- [Work task]:
Wherever a line of the data contains "serde", copy that line.

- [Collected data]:
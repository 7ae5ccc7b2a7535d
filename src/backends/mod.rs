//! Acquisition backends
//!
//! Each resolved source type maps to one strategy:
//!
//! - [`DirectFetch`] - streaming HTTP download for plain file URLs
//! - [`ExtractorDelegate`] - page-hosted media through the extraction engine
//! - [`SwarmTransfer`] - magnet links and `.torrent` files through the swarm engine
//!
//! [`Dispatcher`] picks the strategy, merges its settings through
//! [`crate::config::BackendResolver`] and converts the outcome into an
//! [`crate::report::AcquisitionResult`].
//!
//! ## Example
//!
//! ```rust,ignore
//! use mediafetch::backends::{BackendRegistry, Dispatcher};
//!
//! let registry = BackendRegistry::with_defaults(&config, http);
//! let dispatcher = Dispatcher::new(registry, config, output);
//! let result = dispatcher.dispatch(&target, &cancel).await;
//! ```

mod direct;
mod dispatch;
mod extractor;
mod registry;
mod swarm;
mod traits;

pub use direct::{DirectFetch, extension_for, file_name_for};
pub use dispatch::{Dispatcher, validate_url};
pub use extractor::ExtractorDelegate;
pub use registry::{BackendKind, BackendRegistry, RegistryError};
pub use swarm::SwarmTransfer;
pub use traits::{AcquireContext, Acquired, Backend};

* * *

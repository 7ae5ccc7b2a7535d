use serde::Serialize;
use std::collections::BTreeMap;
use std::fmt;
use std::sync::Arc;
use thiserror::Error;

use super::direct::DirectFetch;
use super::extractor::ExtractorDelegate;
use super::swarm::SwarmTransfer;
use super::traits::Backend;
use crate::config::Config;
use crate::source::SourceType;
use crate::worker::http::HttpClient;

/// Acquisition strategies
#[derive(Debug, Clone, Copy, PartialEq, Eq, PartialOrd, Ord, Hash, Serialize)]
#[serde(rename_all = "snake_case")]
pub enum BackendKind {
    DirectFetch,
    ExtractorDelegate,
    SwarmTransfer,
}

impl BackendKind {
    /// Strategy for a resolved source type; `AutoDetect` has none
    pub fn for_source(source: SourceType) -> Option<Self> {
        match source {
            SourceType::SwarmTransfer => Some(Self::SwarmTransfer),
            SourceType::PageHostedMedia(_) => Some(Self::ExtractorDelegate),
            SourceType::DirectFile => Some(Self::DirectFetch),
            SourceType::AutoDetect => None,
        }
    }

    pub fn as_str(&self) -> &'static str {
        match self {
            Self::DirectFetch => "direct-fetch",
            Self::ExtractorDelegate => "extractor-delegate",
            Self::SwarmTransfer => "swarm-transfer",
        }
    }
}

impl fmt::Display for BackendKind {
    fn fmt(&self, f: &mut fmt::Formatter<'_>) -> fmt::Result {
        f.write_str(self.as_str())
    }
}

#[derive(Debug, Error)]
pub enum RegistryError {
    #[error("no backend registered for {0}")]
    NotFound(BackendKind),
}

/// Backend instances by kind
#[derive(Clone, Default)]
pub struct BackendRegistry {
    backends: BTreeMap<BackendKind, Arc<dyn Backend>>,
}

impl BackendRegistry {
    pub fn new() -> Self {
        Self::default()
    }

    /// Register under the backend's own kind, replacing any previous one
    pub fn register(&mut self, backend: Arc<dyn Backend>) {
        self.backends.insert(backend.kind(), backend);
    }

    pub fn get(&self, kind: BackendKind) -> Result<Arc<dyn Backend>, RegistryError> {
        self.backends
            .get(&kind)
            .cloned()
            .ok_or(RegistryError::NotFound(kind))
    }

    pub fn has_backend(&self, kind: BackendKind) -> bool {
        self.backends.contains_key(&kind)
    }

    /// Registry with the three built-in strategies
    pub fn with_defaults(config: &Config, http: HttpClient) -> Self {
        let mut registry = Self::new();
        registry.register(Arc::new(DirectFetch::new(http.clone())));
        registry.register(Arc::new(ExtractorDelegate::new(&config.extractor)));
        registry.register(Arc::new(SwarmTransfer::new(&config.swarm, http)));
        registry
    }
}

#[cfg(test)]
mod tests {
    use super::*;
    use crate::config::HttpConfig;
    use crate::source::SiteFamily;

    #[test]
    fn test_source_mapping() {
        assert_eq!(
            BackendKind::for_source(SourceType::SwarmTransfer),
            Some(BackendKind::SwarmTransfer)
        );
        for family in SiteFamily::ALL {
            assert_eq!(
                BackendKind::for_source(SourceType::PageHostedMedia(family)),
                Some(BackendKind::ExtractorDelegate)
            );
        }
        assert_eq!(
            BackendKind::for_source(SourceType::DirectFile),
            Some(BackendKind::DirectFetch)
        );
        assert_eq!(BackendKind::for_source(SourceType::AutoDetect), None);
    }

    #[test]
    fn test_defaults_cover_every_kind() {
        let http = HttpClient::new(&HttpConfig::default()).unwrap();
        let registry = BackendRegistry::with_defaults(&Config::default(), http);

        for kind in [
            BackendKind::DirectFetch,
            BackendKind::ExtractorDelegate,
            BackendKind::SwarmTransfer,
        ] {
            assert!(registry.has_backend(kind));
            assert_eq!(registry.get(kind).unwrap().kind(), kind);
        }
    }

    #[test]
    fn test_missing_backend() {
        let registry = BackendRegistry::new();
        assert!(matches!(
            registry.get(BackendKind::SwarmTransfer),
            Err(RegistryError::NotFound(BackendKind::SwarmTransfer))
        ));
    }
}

---

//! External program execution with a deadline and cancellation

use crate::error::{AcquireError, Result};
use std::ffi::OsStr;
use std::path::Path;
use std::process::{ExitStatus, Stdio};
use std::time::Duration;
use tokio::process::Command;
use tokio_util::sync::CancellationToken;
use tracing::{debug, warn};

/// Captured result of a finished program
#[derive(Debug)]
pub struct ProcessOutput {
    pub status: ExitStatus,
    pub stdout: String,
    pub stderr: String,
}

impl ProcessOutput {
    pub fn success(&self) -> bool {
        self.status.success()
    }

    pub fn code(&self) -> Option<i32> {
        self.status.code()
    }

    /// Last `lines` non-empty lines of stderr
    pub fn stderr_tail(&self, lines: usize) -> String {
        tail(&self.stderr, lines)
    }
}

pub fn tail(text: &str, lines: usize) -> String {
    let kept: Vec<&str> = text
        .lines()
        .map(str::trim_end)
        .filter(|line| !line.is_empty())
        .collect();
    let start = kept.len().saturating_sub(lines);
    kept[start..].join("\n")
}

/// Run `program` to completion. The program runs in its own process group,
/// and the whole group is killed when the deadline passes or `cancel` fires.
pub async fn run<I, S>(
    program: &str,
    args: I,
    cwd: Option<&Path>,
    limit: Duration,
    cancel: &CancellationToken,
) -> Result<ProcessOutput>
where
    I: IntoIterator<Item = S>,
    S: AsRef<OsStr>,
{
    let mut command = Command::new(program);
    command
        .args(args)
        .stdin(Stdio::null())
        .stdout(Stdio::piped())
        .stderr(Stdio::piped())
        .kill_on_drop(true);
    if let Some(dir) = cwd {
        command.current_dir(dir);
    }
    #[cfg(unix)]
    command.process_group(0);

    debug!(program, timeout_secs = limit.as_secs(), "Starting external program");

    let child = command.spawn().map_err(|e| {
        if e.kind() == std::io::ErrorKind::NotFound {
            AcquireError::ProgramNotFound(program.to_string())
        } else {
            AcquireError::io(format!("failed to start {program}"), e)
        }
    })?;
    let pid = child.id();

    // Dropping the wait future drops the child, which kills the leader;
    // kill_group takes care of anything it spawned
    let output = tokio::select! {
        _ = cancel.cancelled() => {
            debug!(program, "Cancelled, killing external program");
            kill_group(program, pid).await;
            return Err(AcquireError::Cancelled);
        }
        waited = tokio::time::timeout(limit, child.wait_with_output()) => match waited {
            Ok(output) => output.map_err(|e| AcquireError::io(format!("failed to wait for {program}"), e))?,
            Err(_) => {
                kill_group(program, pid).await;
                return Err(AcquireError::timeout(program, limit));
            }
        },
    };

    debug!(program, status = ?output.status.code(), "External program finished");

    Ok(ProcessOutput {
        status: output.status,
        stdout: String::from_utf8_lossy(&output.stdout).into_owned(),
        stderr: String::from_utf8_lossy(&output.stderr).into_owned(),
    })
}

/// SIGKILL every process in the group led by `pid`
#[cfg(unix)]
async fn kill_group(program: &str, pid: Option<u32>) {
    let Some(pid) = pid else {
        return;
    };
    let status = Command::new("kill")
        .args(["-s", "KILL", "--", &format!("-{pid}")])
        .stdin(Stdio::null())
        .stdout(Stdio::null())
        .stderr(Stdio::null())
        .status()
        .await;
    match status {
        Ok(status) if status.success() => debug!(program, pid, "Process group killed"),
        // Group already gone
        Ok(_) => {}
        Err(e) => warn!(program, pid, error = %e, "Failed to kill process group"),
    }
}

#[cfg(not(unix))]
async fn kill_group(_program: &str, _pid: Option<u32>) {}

- [Solution to this exercise]:
use serde::Serialize;
#[serde(rename_all = "snake_case")]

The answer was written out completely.